BEGIN Available records

// CLASSIFICATION: COMMUNITY
// Filename: capture_loop.rs v0.2
// Author: Lukas Bower
// Date Modified: 2026-10-16

use std::collections::VecDeque;
use std::path::Path;
use std::sync::atomic::{AtomicBool, AtomicUsize, Ordering};
use std::sync::Arc;

use chrono::{DateTime, TimeZone, Utc};
use image::{DynamicImage, GrayImage, Luma};
use qrlogin::camera::{CameraError, Frame, FrameSource};
use qrlogin::decoder::{CodeDecoder, DetectedCode, Geometry};
use qrlogin::feedback::{Feedback, SnapshotWriter};
use qrlogin::store::StoreError;
use qrlogin::{
    CaptureError, CaptureLoop, EventRecord, EventType, SessionState, SessionStatus,
    SessionStore, SqliteSessionStore, ToggleEngine, UserDirectory, UserRecord,
};
use tempfile::tempdir;

fn t(secs: i64) -> DateTime<Utc> {
    Utc.timestamp_opt(1_689_700_000 + secs, 0).unwrap()
}

/// Yields `frames` frames one second apart, then either ends or fails.
struct ScriptedCamera {
    frames: u64,
    fail_at_end: bool,
    next: u64,
    releases: Arc<AtomicUsize>,
    stop_after: Option<(u64, Arc<AtomicBool>)>,
}

impl ScriptedCamera {
    fn new(frames: u64, releases: Arc<AtomicUsize>) -> Self {
        Self {
            frames,
            fail_at_end: false,
            next: 0,
            releases,
            stop_after: None,
        }
    }
}

impl FrameSource for ScriptedCamera {
    fn open(&mut self) -> Result<(), CameraError> {
        Ok(())
    }

    fn acquire(&mut self) -> Result<Option<Frame>, CameraError> {
        if self.next >= self.frames {
            if self.fail_at_end {
                return Err(CameraError::Read(std::io::Error::other("unplugged")));
            }
            return Ok(None);
        }
        let img = GrayImage::from_pixel(4, 4, Luma([128]));
        let frame = Frame::new(DynamicImage::ImageLuma8(img), t(self.next as i64), self.next);
        self.next += 1;
        if let Some((n, flag)) = &self.stop_after {
            if self.next >= *n {
                flag.store(true, Ordering::SeqCst);
            }
        }
        Ok(Some(frame))
    }

    fn release(&mut self) {
        self.releases.fetch_add(1, Ordering::SeqCst);
    }
}

/// Returns a fixed list of payloads per frame.
struct ScriptedDecoder {
    per_frame: VecDeque<Vec<&'static str>>,
}

impl ScriptedDecoder {
    fn new(per_frame: Vec<Vec<&'static str>>) -> Self {
        Self {
            per_frame: per_frame.into(),
        }
    }
}

impl CodeDecoder for ScriptedDecoder {
    fn decode(&mut self, frame: &Frame) -> Vec<DetectedCode> {
        self.per_frame
            .pop_front()
            .unwrap_or_default()
            .into_iter()
            .map(|p| DetectedCode {
                payload: p.to_string(),
                geometry: Geometry::from_corners([(0, 0), (1, 0), (1, 1), (0, 1)]),
                frame_ts: frame.timestamp,
            })
            .collect()
    }
}

fn directory() -> UserDirectory {
    [UserRecord {
        identity: "alice".into(),
        display_name: "Alice".into(),
        access_code: "ABC123".into(),
        email: Some("alice@example.com".into()),
    }]
    .into_iter()
    .collect()
}

fn engine() -> ToggleEngine<UserDirectory, SqliteSessionStore> {
    ToggleEngine::new(directory(), SqliteSessionStore::open_in_memory().unwrap())
}

#[test]
fn runs_to_end_of_stream_and_reports_feedback() {
    let releases = Arc::new(AtomicUsize::new(0));
    let decoder = ScriptedDecoder::new(vec![
        vec!["ABC123", "ABC123"],
        vec!["ABC123"],
        vec![],
        vec!["ZZZ999"],
        vec!["ABC123"],
    ]);
    let mut capture = CaptureLoop::new(decoder, engine(), Vec::<Feedback>::new());
    let stop = AtomicBool::new(false);

    let summary = capture
        .run(ScriptedCamera::new(5, releases.clone()), &stop)
        .unwrap();

    assert_eq!(summary.frames, 5);
    assert_eq!(summary.detections, 5);
    assert_eq!(summary.transitions, 2);
    assert_eq!(summary.debounced, 1);
    assert_eq!(summary.unknown, 1);
    assert_eq!(releases.load(Ordering::SeqCst), 1);

    let kinds: Vec<_> = capture.sink().iter().map(|f| f.event_type).collect();
    assert_eq!(kinds, vec![EventType::Login, EventType::Logout]);
    assert_eq!(capture.sink()[0].display_name, "Alice");
    assert_eq!(capture.sink()[1].timestamp, t(4));
}

#[test]
fn camera_failure_is_fatal_and_releases() {
    let releases = Arc::new(AtomicUsize::new(0));
    let mut cam = ScriptedCamera::new(2, releases.clone());
    cam.fail_at_end = true;
    let mut capture =
        CaptureLoop::new(ScriptedDecoder::new(vec![]), engine(), Vec::<Feedback>::new());

    let err = capture.run(cam, &AtomicBool::new(false)).unwrap_err();
    assert!(matches!(err, CaptureError::Camera(CameraError::Read(_))));
    assert_eq!(releases.load(Ordering::SeqCst), 1);
}

#[test]
fn stop_flag_is_checked_between_frames() {
    let releases = Arc::new(AtomicUsize::new(0));
    let stop = Arc::new(AtomicBool::new(false));
    let mut cam = ScriptedCamera::new(100, releases.clone());
    cam.stop_after = Some((3, stop.clone()));
    let mut capture =
        CaptureLoop::new(ScriptedDecoder::new(vec![]), engine(), Vec::<Feedback>::new());

    let summary = capture.run(cam, &stop).unwrap();
    assert_eq!(summary.frames, 3);
    assert_eq!(releases.load(Ordering::SeqCst), 1);
}

#[test]
fn max_frames_bounds_the_run() {
    let releases = Arc::new(AtomicUsize::new(0));
    let mut capture =
        CaptureLoop::new(ScriptedDecoder::new(vec![]), engine(), Vec::<Feedback>::new())
            .with_max_frames(4);
    let summary = capture
        .run(ScriptedCamera::new(100, releases.clone()), &AtomicBool::new(false))
        .unwrap();
    assert_eq!(summary.frames, 4);
}

/// Fails the first `failures` writes, then behaves like an in-memory store.
struct FlakyStore {
    failures: u32,
    inner: SqliteSessionStore,
}

impl SessionStore for FlakyStore {
    fn get_status(&self, identity: &str) -> Result<SessionState, StoreError> {
        self.inner.get_status(identity)
    }

    fn apply_transition(
        &mut self,
        identity: &str,
        new_status: SessionStatus,
        timestamp: DateTime<Utc>,
        snapshot: Option<&Path>,
    ) -> Result<EventRecord, StoreError> {
        if self.failures > 0 {
            self.failures -= 1;
            return Err(StoreError::Corrupt("database is locked".into()));
        }
        self.inner
            .apply_transition(identity, new_status, timestamp, snapshot)
    }

    fn touch_last_seen(&mut self, identity: &str, ts: DateTime<Utc>) -> Result<(), StoreError> {
        self.inner.touch_last_seen(identity, ts)
    }
}

fn flaky_engine(failures: u32) -> ToggleEngine<UserDirectory, FlakyStore> {
    ToggleEngine::new(
        directory(),
        FlakyStore {
            failures,
            inner: SqliteSessionStore::open_in_memory().unwrap(),
        },
    )
}

#[test]
fn single_store_failure_does_not_stop_the_loop() {
    let releases = Arc::new(AtomicUsize::new(0));
    let decoder = ScriptedDecoder::new(vec![vec!["ABC123"], vec!["ABC123"]]);
    let mut capture = CaptureLoop::new(decoder, flaky_engine(1), Vec::<Feedback>::new());

    let summary = capture
        .run(ScriptedCamera::new(2, releases.clone()), &AtomicBool::new(false))
        .unwrap();
    assert_eq!(summary.store_failures, 1);
    assert_eq!(summary.transitions, 1);
    assert_eq!(capture.sink()[0].timestamp, t(1));
}

#[test]
fn repeated_store_failures_end_the_loop() {
    let releases = Arc::new(AtomicUsize::new(0));
    let decoder = ScriptedDecoder::new(vec![vec!["ABC123"]; 10]);
    let mut capture = CaptureLoop::new(decoder, flaky_engine(100), Vec::<Feedback>::new())
        .with_max_store_failures(3);

    let err = capture
        .run(ScriptedCamera::new(10, releases.clone()), &AtomicBool::new(false))
        .unwrap_err();
    assert!(matches!(err, CaptureError::StoreUnavailable { failures: 3, .. }));
    assert_eq!(releases.load(Ordering::SeqCst), 1);
}

#[test]
fn unknown_codes_do_not_mask_a_failing_store() {
    let releases = Arc::new(AtomicUsize::new(0));
    let decoder = ScriptedDecoder::new(vec![vec!["ABC123", "ZZZ999"]; 50]);
    let mut capture = CaptureLoop::new(decoder, flaky_engine(1_000), Vec::<Feedback>::new())
        .with_max_store_failures(3);

    let err = capture
        .run(ScriptedCamera::new(50, releases.clone()), &AtomicBool::new(false))
        .unwrap_err();
    assert!(matches!(err, CaptureError::StoreUnavailable { failures: 3, .. }));
    assert_eq!(releases.load(Ordering::SeqCst), 1);
    assert!(capture.sink().is_empty());
}

#[test]
fn snapshot_is_saved_and_referenced() {
    let dir = tempdir().unwrap();
    let snaps = dir.path().join("log_images");
    let releases = Arc::new(AtomicUsize::new(0));
    let decoder = ScriptedDecoder::new(vec![vec!["ABC123"]]);
    let engine = engine().with_snapshots(SnapshotWriter::new(&snaps));
    let mut capture = CaptureLoop::new(decoder, engine, Vec::<Feedback>::new());

    capture
        .run(ScriptedCamera::new(1, releases), &AtomicBool::new(false))
        .unwrap();

    let events = capture.engine().store().events_for("alice").unwrap();
    let snapshot = events[0].snapshot.clone().unwrap();
    assert!(snapshot.starts_with(&snaps));
    assert!(snapshot.exists());
}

END Available records

From the records above, print exactly the lines that run from the line with "fn new(frames: u64, releases: Arc<AtomicUsize>)" to the line with "fn acquire(&mut self)", inclusive.

Exercise result:
    fn new(frames: u64, releases: Arc<AtomicUsize>) -> Self {
        Self {
            frames,
            fail_at_end: false,
            next: 0,
            releases,
            stop_after: None,
        }
    }
}

impl FrameSource for ScriptedCamera {
    fn open(&mut self) -> Result<(), CameraError> {
        Ok(())
    }

    fn acquire(&mut self) -> Result<Option<Frame>, CameraError> {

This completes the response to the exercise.